> **ABOUT THIS EXERCISE**:
Search the data for "half". Return each matching line.

> **TASK INPUT**:
• • •

#![warn(clippy::unwrap_used)]
#![warn(clippy::expect_used)]
#![warn(clippy::panic)]
#![forbid(unsafe_code)]
#![warn(clippy::missing_const_for_fn, clippy::all)]

//! # kdtree-search: exact nearest-neighbor search over a kd-tree
//!
//! `kdtree_search` builds a balanced kd-tree from equal-length vectors of
//! `f64` and answers exact nearest-neighbor queries under squared Euclidean
//! distance. It features:
//! - Median-split construction that cycles through the axes
//! - Branch-and-bound search with single-axis pruning
//! - A pipe-separated vector file loader
//! - An HTTP endpoint serving a preloaded or per-request tree
//!
//! ```
//! use kdtree_search::{KdTree, Vector};
//!
//! let tree = KdTree::build(vec![
//!     Vector::from([1.0, 2.3, 9.87]),
//!     Vector::from([0.8, 10.98, 10.09]),
//!     Vector::from([100.9, 0.1, 1.1]),
//! ])
//! .unwrap();
//! let nearest = tree.find_nearest(&[1.0, 0.9, 1.1]).unwrap();
//! assert_eq!(nearest, Some(&Vector::from([1.0, 2.3, 9.87])));
//! ```

pub mod api;
pub mod core;

// Re-export key types for easier use by library consumers
pub use crate::api::KdTreeService;
pub use crate::core::common::KdSearchError;
pub use crate::core::config::Config;
pub use crate::core::kdtree::{build_kdtree, KdTree, KdTreeError};
pub use crate::core::vector::{squared_euclidean_distance, Vector};

/// Core result type for the library
pub type Result<T> = std::result::Result<T, KdSearchError>;

#[cfg(test)]
mod tests {
    use crate::core::vector::loader;
    use crate::{Config, KdTree, KdTreeService, Vector};
    use std::io::Write;
    use tempfile::NamedTempFile;

    #[test]
    fn file_to_answer_end_to_end() {
        let mut data = NamedTempFile::new().unwrap();
        writeln!(data, "1.0|2.3|9.87").unwrap();
        writeln!(data, "0.8|10.98|10.09").unwrap();
        writeln!(data, "100.9|0.1|1.1").unwrap();

        let config = Config::builder().data_path(data.path()).build().unwrap();
        let path = config.data_path.as_deref().unwrap();
        let service = KdTreeService::from_path(path, config.field_separator).unwrap();

        let query = loader::parse_line("1.0|0.9|1.1", config.field_separator, 1).unwrap();
        let nearest = service.nearest(&query).unwrap().unwrap();
        assert_eq!(loader::format_line(&nearest, config.field_separator), "1|2.3|9.87");
    }

    #[test]
    fn tree_is_shareable_across_threads() {
        fn assert_send_sync<T: Send + Sync>() {}
        assert_send_sync::<KdTree>();
        assert_send_sync::<KdTreeService>();
    }

    #[test]
    fn rendered_tree_lists_every_vector() {
        let vectors: Vec<Vector> = (0..10_i32).map(|i| Vector::from([f64::from(i), f64::from(10 - i)])).collect();
        let tree = KdTree::build(vectors.clone()).unwrap();
        let rendered = tree.render();
        assert_eq!(rendered.lines().count(), vectors.len());
        for v in &vectors {
            assert!(rendered.contains(&v.to_string()), "{} missing from\n{}", v, rendered);
        }
    }
}
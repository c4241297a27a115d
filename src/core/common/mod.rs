pub mod error;
pub use error::KdSearchError;

#[cfg(test)]
mod tests {
    mod error_tests;
}
// src/core/kdtree/search.rs

//! Logic for performing nearest-neighbor search in a KD-Tree.

use super::tree::KdNode;
use crate::core::vector::squared_euclidean_distance;

/// Finds the node whose median is closest to `query` in the subtree rooted
/// at `node`.
///
/// The search descends the side of each split that contains the query,
/// then backtracks: the other side is only visited when the query lies
/// closer to the splitting plane than to the best vector found so far.
/// Every comparison is strict, so among equidistant vectors the first one
/// found wins.
///
/// `query` must have the tree's dimensionality; `KdTree::find_nearest`
/// checks this before calling in.
pub(super) fn find_nearest<'a>(node: Option<&'a KdNode>, query: &[f64]) -> Option<&'a KdNode> {
    let node = node?;
    let axis = node.dim;
    let median = node.median.as_slice();

    // Ties on the split axis go left.
    let went_left = query[axis] <= median[axis];
    let candidate = if went_left {
        find_nearest(node.left(), query)
    } else {
        find_nearest(node.right(), query)
    };

    let mut best = match candidate {
        Some(candidate)
            if squared_euclidean_distance(median, query)
                < squared_euclidean_distance(&candidate.median, query) =>
        {
            node
        }
        Some(candidate) => candidate,
        None => node,
    };

    let best_distance = squared_euclidean_distance(&best.median, query);
    let plane_gap = squared_euclidean_distance(&[median[axis]], &[query[axis]]);
    if plane_gap < best_distance {
        let sibling = if went_left { node.right() } else { node.left() };
        if let Some(sibling) = find_nearest(sibling, query) {
            if squared_euclidean_distance(&sibling.median, query) < best_distance {
                best = sibling;
            }
        }
    }

    Some(best)
}
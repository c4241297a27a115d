// src/core/kdtree/mod.rs

//! KD-Tree construction and exact nearest-neighbor search.
//!
//! A tree is built once from a fixed collection of equal-length vectors by
//! recursive median splits, rotating the split axis with depth. The built
//! [`KdTree`] is immutable and answers [`KdTree::find_nearest`] queries.

// Re-export key components for easier use.
pub use self::builder::build_kdtree;
pub use self::dataset::{DataSet, MedianSplit};
pub use self::error::KdTreeError;
pub use self::tree::{KdNode, KdTree};

// Modules within the kdtree module
mod builder;
mod dataset;
mod error;
mod search;
mod tree;
// src/core/kdtree/dataset.rs

//! Views over the vectors of one subtree, and the median split that produces
//! the views of its children.

use super::error::KdTreeError;
use crate::core::vector::Vector;

/// The vectors under consideration for one subtree.
///
/// `items` borrows a run of a larger backing collection. Sorting reorders
/// that backing storage in place, and splitting hands out disjoint halves of
/// it, so no vector is copied while the tree is being built.
#[derive(Debug)]
pub struct DataSet<'a> {
    items: &'a mut [Vector],
    max_dim: usize,
    dim: usize,
}

/// Result of [`DataSet::split_by_median_and_dim`].
#[derive(Debug)]
pub struct MedianSplit<'a> {
    pub left: DataSet<'a>,
    pub right: DataSet<'a>,
    pub median: &'a mut Vector,
}

impl<'a> DataSet<'a> {
    /// Creates the root data set: the dimensionality is taken from the first
    /// vector and splitting starts on axis 0.
    ///
    /// # Errors
    ///
    /// * `KdTreeError::EmptyInput` if `items` is empty.
    /// * `KdTreeError::ZeroDimension` if the vectors have no components.
    /// * `KdTreeError::DimensionMismatch` naming the first vector whose length
    ///   differs from the first one.
    /// * `KdTreeError::NonFiniteComponent` naming the first vector with a NaN
    ///   or infinite component.
    pub fn new(items: &'a mut [Vector]) -> Result<Self, KdTreeError> {
        let max_dim = items.first().map(Vector::dimension).ok_or(KdTreeError::EmptyInput)?;
        Self::with_axis(items, max_dim, 0)
    }

    /// Creates a data set with an explicit dimensionality and split axis.
    ///
    /// # Errors
    ///
    /// Same as [`DataSet::new`], plus `KdTreeError::AxisOutOfBounds` when
    /// `dim >= max_dim`.
    pub fn with_axis(items: &'a mut [Vector], max_dim: usize, dim: usize) -> Result<Self, KdTreeError> {
        if items.is_empty() {
            return Err(KdTreeError::EmptyInput);
        }
        if max_dim == 0 {
            return Err(KdTreeError::ZeroDimension);
        }
        if dim >= max_dim {
            return Err(KdTreeError::AxisOutOfBounds { axis: dim, dimension: max_dim });
        }
        if let Some((position, v)) = items.iter().enumerate().find(|(_, v)| v.dimension() != max_dim) {
            return Err(KdTreeError::DimensionMismatch {
                expected: max_dim,
                found: v.dimension(),
                position,
            });
        }
        for (position, v) in items.iter().enumerate() {
            if let Some(axis) = v.iter().position(|c| !c.is_finite()) {
                return Err(KdTreeError::NonFiniteComponent { position, axis });
            }
        }
        Ok(Self { items, max_dim, dim })
    }

    pub fn len(&self) -> usize {
        self.items.len()
    }

    pub fn is_empty(&self) -> bool {
        self.items.is_empty()
    }

    /// Dimensionality shared by every vector.
    pub const fn max_dim(&self) -> usize {
        self.max_dim
    }

    /// Split axis of this level.
    pub const fn dim(&self) -> usize {
        self.dim
    }

    pub fn items(&self) -> &[Vector] {
        &*self.items
    }

    pub fn items_mut(&mut self) -> &mut [Vector] {
        &mut *self.items
    }

    /// Orders the items ascending by their component on the split axis.
    ///
    /// The sort is stable. Every component is finite once the data set exists.
    pub fn sort_by_dimension(&mut self) {
        let dim = self.dim;
        self.items.sort_by(|a, b| a[dim].total_cmp(&b[dim]));
    }

    /// Splits a sorted data set around its median.
    ///
    /// With `n` items the median is `items[n / 2]`; everything before it goes
    /// left and everything after it goes right. For two items this makes the
    /// larger one the median, with a single-item left half and an empty right
    /// half. Both halves split on the next axis.
    ///
    /// Returns `None` for an empty data set.
    pub fn split_by_median_and_dim(self) -> Option<MedianSplit<'a>> {
        let Self { items, max_dim, dim } = self;
        let next_dim = (dim + 1) % max_dim;
        let median_idx = items.len() / 2;

        let (left, rest) = items.split_at_mut(median_idx);
        let (median, right) = rest.split_first_mut()?;

        Some(MedianSplit {
            left: Self { items: left, max_dim, dim: next_dim },
            right: Self { items: right, max_dim, dim: next_dim },
            median,
        })
    }
}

• • •

> **TASK OUTPUT**:
    /// larger one the median, with a single-item left half and an empty right
    /// half. Both halves split on the next axis.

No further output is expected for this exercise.